▸ **TO DO**: The whole of the data is to be returned without a single change.

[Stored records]
___

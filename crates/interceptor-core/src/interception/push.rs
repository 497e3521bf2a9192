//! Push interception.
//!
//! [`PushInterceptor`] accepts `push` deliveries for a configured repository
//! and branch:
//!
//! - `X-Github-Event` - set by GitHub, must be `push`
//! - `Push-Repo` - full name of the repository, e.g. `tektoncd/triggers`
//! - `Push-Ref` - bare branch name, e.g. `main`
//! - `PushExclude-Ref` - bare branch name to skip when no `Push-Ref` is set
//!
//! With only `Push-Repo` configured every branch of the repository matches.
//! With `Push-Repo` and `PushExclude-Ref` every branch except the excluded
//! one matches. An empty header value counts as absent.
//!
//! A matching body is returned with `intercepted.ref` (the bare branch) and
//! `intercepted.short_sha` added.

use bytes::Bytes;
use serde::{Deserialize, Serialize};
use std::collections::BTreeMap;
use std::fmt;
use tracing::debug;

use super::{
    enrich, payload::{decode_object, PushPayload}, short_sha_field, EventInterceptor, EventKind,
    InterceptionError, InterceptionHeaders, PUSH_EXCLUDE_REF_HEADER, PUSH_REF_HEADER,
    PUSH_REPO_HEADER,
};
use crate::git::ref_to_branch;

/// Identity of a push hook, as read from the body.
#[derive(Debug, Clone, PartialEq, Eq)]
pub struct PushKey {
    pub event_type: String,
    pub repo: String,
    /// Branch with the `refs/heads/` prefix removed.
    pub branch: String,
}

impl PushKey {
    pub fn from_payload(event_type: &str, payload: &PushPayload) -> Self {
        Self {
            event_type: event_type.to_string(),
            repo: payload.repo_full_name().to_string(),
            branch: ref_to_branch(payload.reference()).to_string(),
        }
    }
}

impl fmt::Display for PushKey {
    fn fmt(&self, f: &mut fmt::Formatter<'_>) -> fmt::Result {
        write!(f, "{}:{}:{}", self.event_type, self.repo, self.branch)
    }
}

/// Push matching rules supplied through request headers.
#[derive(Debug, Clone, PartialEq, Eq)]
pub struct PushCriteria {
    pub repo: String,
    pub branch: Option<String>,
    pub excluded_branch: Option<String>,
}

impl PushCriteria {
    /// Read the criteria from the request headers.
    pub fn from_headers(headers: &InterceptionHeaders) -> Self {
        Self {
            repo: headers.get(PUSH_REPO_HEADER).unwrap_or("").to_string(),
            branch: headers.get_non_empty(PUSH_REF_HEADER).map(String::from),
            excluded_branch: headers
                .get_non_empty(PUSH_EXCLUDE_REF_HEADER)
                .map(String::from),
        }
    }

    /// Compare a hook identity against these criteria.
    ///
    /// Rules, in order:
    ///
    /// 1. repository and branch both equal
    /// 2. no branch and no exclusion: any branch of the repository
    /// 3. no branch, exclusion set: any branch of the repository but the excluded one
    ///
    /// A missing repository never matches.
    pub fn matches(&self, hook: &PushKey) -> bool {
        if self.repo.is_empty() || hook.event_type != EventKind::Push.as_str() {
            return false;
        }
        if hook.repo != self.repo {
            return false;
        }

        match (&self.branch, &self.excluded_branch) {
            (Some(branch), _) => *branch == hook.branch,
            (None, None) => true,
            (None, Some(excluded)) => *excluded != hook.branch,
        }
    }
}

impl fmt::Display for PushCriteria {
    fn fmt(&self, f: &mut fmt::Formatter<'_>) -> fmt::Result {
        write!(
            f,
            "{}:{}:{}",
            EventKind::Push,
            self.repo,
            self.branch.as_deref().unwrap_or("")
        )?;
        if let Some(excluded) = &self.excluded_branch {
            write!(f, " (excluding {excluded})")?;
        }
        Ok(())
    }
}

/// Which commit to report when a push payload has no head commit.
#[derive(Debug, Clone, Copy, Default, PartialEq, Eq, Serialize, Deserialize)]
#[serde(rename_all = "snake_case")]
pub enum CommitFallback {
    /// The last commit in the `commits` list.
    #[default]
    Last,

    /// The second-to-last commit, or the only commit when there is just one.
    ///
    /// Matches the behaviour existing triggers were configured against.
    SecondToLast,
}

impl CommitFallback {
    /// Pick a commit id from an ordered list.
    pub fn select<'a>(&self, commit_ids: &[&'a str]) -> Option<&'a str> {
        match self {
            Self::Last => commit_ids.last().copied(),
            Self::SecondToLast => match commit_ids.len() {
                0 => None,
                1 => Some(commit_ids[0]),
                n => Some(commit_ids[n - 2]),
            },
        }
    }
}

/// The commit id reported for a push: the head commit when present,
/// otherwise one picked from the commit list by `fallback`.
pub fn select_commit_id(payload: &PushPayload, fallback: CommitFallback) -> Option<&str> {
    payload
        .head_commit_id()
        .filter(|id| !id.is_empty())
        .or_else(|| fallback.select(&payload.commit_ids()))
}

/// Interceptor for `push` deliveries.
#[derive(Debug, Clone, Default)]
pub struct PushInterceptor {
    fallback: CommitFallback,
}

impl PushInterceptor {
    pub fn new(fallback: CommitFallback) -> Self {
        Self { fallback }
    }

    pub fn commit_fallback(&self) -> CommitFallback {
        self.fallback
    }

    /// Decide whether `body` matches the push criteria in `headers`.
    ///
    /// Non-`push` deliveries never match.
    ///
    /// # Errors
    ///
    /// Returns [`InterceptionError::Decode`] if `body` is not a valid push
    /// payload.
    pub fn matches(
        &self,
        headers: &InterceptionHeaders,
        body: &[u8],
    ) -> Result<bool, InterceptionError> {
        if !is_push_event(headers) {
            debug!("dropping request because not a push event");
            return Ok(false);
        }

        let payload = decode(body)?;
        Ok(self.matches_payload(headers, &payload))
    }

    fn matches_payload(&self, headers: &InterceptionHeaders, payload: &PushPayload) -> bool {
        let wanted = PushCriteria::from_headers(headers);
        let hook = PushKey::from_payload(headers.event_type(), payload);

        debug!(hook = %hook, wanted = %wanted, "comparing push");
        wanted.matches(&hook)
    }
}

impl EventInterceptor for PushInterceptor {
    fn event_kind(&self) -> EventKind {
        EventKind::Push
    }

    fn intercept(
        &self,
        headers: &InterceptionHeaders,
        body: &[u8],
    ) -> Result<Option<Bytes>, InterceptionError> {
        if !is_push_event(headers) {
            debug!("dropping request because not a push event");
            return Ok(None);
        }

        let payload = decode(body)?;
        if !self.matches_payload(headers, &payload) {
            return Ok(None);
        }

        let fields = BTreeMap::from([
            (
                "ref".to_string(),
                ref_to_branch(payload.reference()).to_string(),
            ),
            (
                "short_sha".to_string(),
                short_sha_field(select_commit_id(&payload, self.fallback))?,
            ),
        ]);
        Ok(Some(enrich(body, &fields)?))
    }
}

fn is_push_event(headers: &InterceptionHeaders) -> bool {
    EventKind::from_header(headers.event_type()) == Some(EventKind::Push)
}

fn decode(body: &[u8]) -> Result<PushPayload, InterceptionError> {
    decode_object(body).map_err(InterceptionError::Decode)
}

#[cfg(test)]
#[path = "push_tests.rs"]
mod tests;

___

▸ **RESPONSE**:
filename crates/interceptor-core/src/interception/push.rs
repository 497e3521bf2a9192
//! Push interception.
//!
//! [`PushInterceptor`] accepts `push` deliveries for a configured repository
//! and branch:
//!
//! - `X-Github-Event` - set by GitHub, must be `push`
//! - `Push-Repo` - full name of the repository, e.g. `tektoncd/triggers`
//! - `Push-Ref` - bare branch name, e.g. `main`
//! - `PushExclude-Ref` - bare branch name to skip when no `Push-Ref` is set
//!
//! With only `Push-Repo` configured every branch of the repository matches.
//! With `Push-Repo` and `PushExclude-Ref` every branch except the excluded
//! one matches. An empty header value counts as absent.
//!
//! A matching body is returned with `intercepted.ref` (the bare branch) and
//! `intercepted.short_sha` added.

use bytes::Bytes;
use serde::{Deserialize, Serialize};
use std::collections::BTreeMap;
use std::fmt;
use tracing::debug;

use super::{
    enrich, payload::{decode_object, PushPayload}, short_sha_field, EventInterceptor, EventKind,
    InterceptionError, InterceptionHeaders, PUSH_EXCLUDE_REF_HEADER, PUSH_REF_HEADER,
    PUSH_REPO_HEADER,
};
use crate::git::ref_to_branch;

/// Identity of a push hook, as read from the body.
#[derive(Debug, Clone, PartialEq, Eq)]
pub struct PushKey {
    pub event_type: String,
    pub repo: String,
    /// Branch with the `refs/heads/` prefix removed.
    pub branch: String,
}

impl PushKey {
    pub fn from_payload(event_type: &str, payload: &PushPayload) -> Self {
        Self {
            event_type: event_type.to_string(),
            repo: payload.repo_full_name().to_string(),
            branch: ref_to_branch(payload.reference()).to_string(),
        }
    }
}

impl fmt::Display for PushKey {
    fn fmt(&self, f: &mut fmt::Formatter<'_>) -> fmt::Result {
        write!(f, "{}:{}:{}", self.event_type, self.repo, self.branch)
    }
}

/// Push matching rules supplied through request headers.
#[derive(Debug, Clone, PartialEq, Eq)]
pub struct PushCriteria {
    pub repo: String,
    pub branch: Option<String>,
    pub excluded_branch: Option<String>,
}

impl PushCriteria {
    /// Read the criteria from the request headers.
    pub fn from_headers(headers: &InterceptionHeaders) -> Self {
        Self {
            repo: headers.get(PUSH_REPO_HEADER).unwrap_or("").to_string(),
            branch: headers.get_non_empty(PUSH_REF_HEADER).map(String::from),
            excluded_branch: headers
                .get_non_empty(PUSH_EXCLUDE_REF_HEADER)
                .map(String::from),
        }
    }

    /// Compare a hook identity against these criteria.
    ///
    /// Rules, in order:
    ///
    /// 1. repository and branch both equal
    /// 2. no branch and no exclusion: any branch of the repository
    /// 3. no branch, exclusion set: any branch of the repository but the excluded one
    ///
    /// A missing repository never matches.
    pub fn matches(&self, hook: &PushKey) -> bool {
        if self.repo.is_empty() || hook.event_type != EventKind::Push.as_str() {
            return false;
        }
        if hook.repo != self.repo {
            return false;
        }

        match (&self.branch, &self.excluded_branch) {
            (Some(branch), _) => *branch == hook.branch,
            (None, None) => true,
            (None, Some(excluded)) => *excluded != hook.branch,
        }
    }
}

impl fmt::Display for PushCriteria {
    fn fmt(&self, f: &mut fmt::Formatter<'_>) -> fmt::Result {
        write!(
            f,
            "{}:{}:{}",
            EventKind::Push,
            self.repo,
            self.branch.as_deref().unwrap_or("")
        )?;
        if let Some(excluded) = &self.excluded_branch {
            write!(f, " (excluding {excluded})")?;
        }
        Ok(())
    }
}

/// Which commit to report when a push payload has no head commit.
#[derive(Debug, Clone, Copy, Default, PartialEq, Eq, Serialize, Deserialize)]
#[serde(rename_all = "snake_case")]
pub enum CommitFallback {
    /// The last commit in the `commits` list.
    #[default]
    Last,

    /// The second-to-last commit, or the only commit when there is just one.
    ///
    /// Matches the behaviour existing triggers were configured against.
    SecondToLast,
}

impl CommitFallback {
    /// Pick a commit id from an ordered list.
    pub fn select<'a>(&self, commit_ids: &[&'a str]) -> Option<&'a str> {
        match self {
            Self::Last => commit_ids.last().copied(),
            Self::SecondToLast => match commit_ids.len() {
                0 => None,
                1 => Some(commit_ids[0]),
                n => Some(commit_ids[n - 2]),
            },
        }
    }
}

/// The commit id reported for a push: the head commit when present,
/// otherwise one picked from the commit list by `fallback`.
pub fn select_commit_id(payload: &PushPayload, fallback: CommitFallback) -> Option<&str> {
    payload
        .head_commit_id()
        .filter(|id| !id.is_empty())
        .or_else(|| fallback.select(&payload.commit_ids()))
}

/// Interceptor for `push` deliveries.
#[derive(Debug, Clone, Default)]
pub struct PushInterceptor {
    fallback: CommitFallback,
}

impl PushInterceptor {
    pub fn new(fallback: CommitFallback) -> Self {
        Self { fallback }
    }

    pub fn commit_fallback(&self) -> CommitFallback {
        self.fallback
    }

    /// Decide whether `body` matches the push criteria in `headers`.
    ///
    /// Non-`push` deliveries never match.
    ///
    /// # Errors
    ///
    /// Returns [`InterceptionError::Decode`] if `body` is not a valid push
    /// payload.
    pub fn matches(
        &self,
        headers: &InterceptionHeaders,
        body: &[u8],
    ) -> Result<bool, InterceptionError> {
        if !is_push_event(headers) {
            debug!("dropping request because not a push event");
            return Ok(false);
        }

        let payload = decode(body)?;
        Ok(self.matches_payload(headers, &payload))
    }

    fn matches_payload(&self, headers: &InterceptionHeaders, payload: &PushPayload) -> bool {
        let wanted = PushCriteria::from_headers(headers);
        let hook = PushKey::from_payload(headers.event_type(), payload);

        debug!(hook = %hook, wanted = %wanted, "comparing push");
        wanted.matches(&hook)
    }
}

impl EventInterceptor for PushInterceptor {
    fn event_kind(&self) -> EventKind {
        EventKind::Push
    }

    fn intercept(
        &self,
        headers: &InterceptionHeaders,
        body: &[u8],
    ) -> Result<Option<Bytes>, InterceptionError> {
        if !is_push_event(headers) {
            debug!("dropping request because not a push event");
            return Ok(None);
        }

        let payload = decode(body)?;
        if !self.matches_payload(headers, &payload) {
            return Ok(None);
        }

        let fields = BTreeMap::from([
            (
                "ref".to_string(),
                ref_to_branch(payload.reference()).to_string(),
            ),
            (
                "short_sha".to_string(),
                short_sha_field(select_commit_id(&payload, self.fallback))?,
            ),
        ]);
        Ok(Some(enrich(body, &fields)?))
    }
}

fn is_push_event(headers: &InterceptionHeaders) -> bool {
    EventKind::from_header(headers.event_type()) == Some(EventKind::Push)
}

fn decode(body: &[u8]) -> Result<PushPayload, InterceptionError> {
    decode_object(body).map_err(InterceptionError::Decode)
}

#[cfg(test)]
#[path = "push_tests.rs"]
mod tests;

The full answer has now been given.